The fall of $ 900 (BTC) in Bitcoin over the last two days can be scary for beginners, but those who trade futures and options do not seem to be scared.

When Bitcoin raised to $ 11,000 on September 19, investors could be very enthusiastic as the price briefly broke through an important level of resistance.

The steady rally continued for ten days, bringing Bitcoin’s dominant position back to a 15-month low, pushing some traders back to the $ 12,000 level.

This sentiment began to change when it became clear that Bitcoin would not be able to maintain $ 11,000, and the adjustment to $ 10,300 encouraged some analysts to fill the gap of less than $ 10,000.

While retail investors may be intimidated by a small correction, professional investors measure market conditions and emotions using tools other than those used by day traders and traders.

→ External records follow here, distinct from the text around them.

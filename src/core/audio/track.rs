//! Inbound media track seam.
//!
//! The media transport (peer/room join, network negotiation) lives outside this
//! crate. It hands the bridge objects implementing [`AudioTrack`].

use std::fmt;
use std::sync::atomic::{AtomicBool, Ordering};

use async_trait::async_trait;
use tokio::sync::{Mutex, mpsc};

use super::AudioFrame;
use crate::errors::BridgeResult;

/// Kind of media a track carries.
#[derive(Debug, Clone, Copy, PartialEq, Eq)]
pub enum TrackKind {
    Audio,
    Video,
}

impl fmt::Display for TrackKind {
    fn fmt(&self, f: &mut fmt::Formatter<'_>) -> fmt::Result {
        match self {
            TrackKind::Audio => write!(f, "audio"),
            TrackKind::Video => write!(f, "video"),
        }
    }
}

/// Lifecycle of an inbound track.
#[derive(Debug, Clone, Copy, PartialEq, Eq)]
pub enum ReadyState {
    Live,
    Ended,
}

/// A pull-based inbound media track.
#[async_trait]
pub trait AudioTrack: Send + Sync {
    fn kind(&self) -> TrackKind;

    fn ready_state(&self) -> ReadyState;

    /// Wait for the next frame.
    ///
    /// Returns `Ok(None)` once the track has ended. A `BridgeError::Decode`
    /// affects only the frame being read; the caller may keep reading.
    async fn recv(&self) -> BridgeResult<Option<AudioFrame>>;
}

/// Channel-backed track fed by an in-process producer.
pub struct ChannelTrack {
    rx: Mutex<mpsc::Receiver<BridgeResult<AudioFrame>>>,
    ended: AtomicBool,
}

impl ChannelTrack {
    /// Create a track and the sender used to feed it frames.
    ///
    /// Dropping every sender ends the track.
    pub fn new(capacity: usize) -> (Self, mpsc::Sender<BridgeResult<AudioFrame>>) {
        let (tx, rx) = mpsc::channel(capacity);
        (
            Self {
                rx: Mutex::new(rx),
                ended: AtomicBool::new(false),
            },
            tx,
        )
    }

    /// Mark the track ended; pending frames are discarded.
    pub fn end(&self) {
        self.ended.store(true, Ordering::SeqCst);
    }
}

#[async_trait]
impl AudioTrack for ChannelTrack {
    fn kind(&self) -> TrackKind {
        TrackKind::Audio
    }

    fn ready_state(&self) -> ReadyState {
        if self.ended.load(Ordering::SeqCst) {
            ReadyState::Ended
        } else {
            ReadyState::Live
        }
    }

    async fn recv(&self) -> BridgeResult<Option<AudioFrame>> {
        if self.ended.load(Ordering::SeqCst) {
            return Ok(None);
        }
        match self.rx.lock().await.recv().await {
            Some(frame) => frame.map(Some),
            None => {
                self.ended.store(true, Ordering::SeqCst);
                Ok(None)
            }
        }
    }
}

Indicators such as bases, options deviations and open interest rates provide real-time data on how professional traders have adjusted after falling to $ 10,300, as well as a short bounce in BTC to $ 10,500.

Contracts and settlements provide insight
The first step that professional traders use is to look at potential open interest rate data to measure the total value of active contracts. When the trader’s positions are wound up due to insufficient margin, the exchange automatically closes its positions.

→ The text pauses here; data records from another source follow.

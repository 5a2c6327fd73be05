//! Test Fixtures Module
//!
//! Programmatically generated audio for bridge integration tests.

// Allow dead code in test fixtures - not every test binary uses every helper
#![allow(dead_code)]

pub mod audio_fixtures;

pub use audio_fixtures::*;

As shown below, total open interest in BTC futures fell below 5% to just over $ 4 billion. Current figures are stable from last week and indicate that the liquidation was not significant due to insufficient margin.

Long long positions under water can undoubtedly add more means to prevent forced closure of the positions. To assess whether it is true that yesterday’s sharp fall in prices did not affect the liquidation, we must analyze the basis for the futures contract.

Is it delay or delay?
The basis, also called the futures premium, measures the premium on long-term futures contracts at the current level (normal markets). Professional traders tend to be more active than selling these instruments because expiration dates are difficult to manage.

These fixed monthly deals are usually traded at a small premium, indicating that sellers are asking for more money to stop the settlement for an extended period of time. In healthy markets, futures contracts must be sold at an annual premium of 5% or more, known as contango.

The chart above clearly shows that the (underlying) futures premium has not left its bullish position, and maintains an annual level of around 6%. Except for a brief moment on September 3, when Bitcoin faced a fall of $ 2000 in two days, the underlying index fell above 5%.

However, the reason for this rally may be factors that are not directly related to the bullish trend of traders. If competing decentralized financial products (DeFi) offer high incentives for cryptocurrency deposits, sellers will demand a higher premium on futures contracts.

To illustrate this uncertainty, one should turn to the Bitcoin option markets. Purchase options allow the buyer to have a fixed BTC price when the contract expires. On the one hand, put options insure buyers and protect against falling bitcoin prices. For this privilege, the buyer pays an advance premium to the seller in accordance with the contract.

As market makers and professional traders try to grow, they will demand a higher premium on call options. This trend will result in a negative delta deviation index of 25%.

The opposite will be true when large investors are concerned about price adjustments in the short to medium term. Sell ​​(sell) options that protect against falls should be traded at a higher premium than buy (buy) options under bear markets. This situation will result in a positive delta deviation index of 25%.

Although there is no hard and fast rule, the 25% delta rejection indicator, which varies from 10% negative to 10% positive, can be considered neutral. Figures below this range indicate an upward trend, and this is currently the case.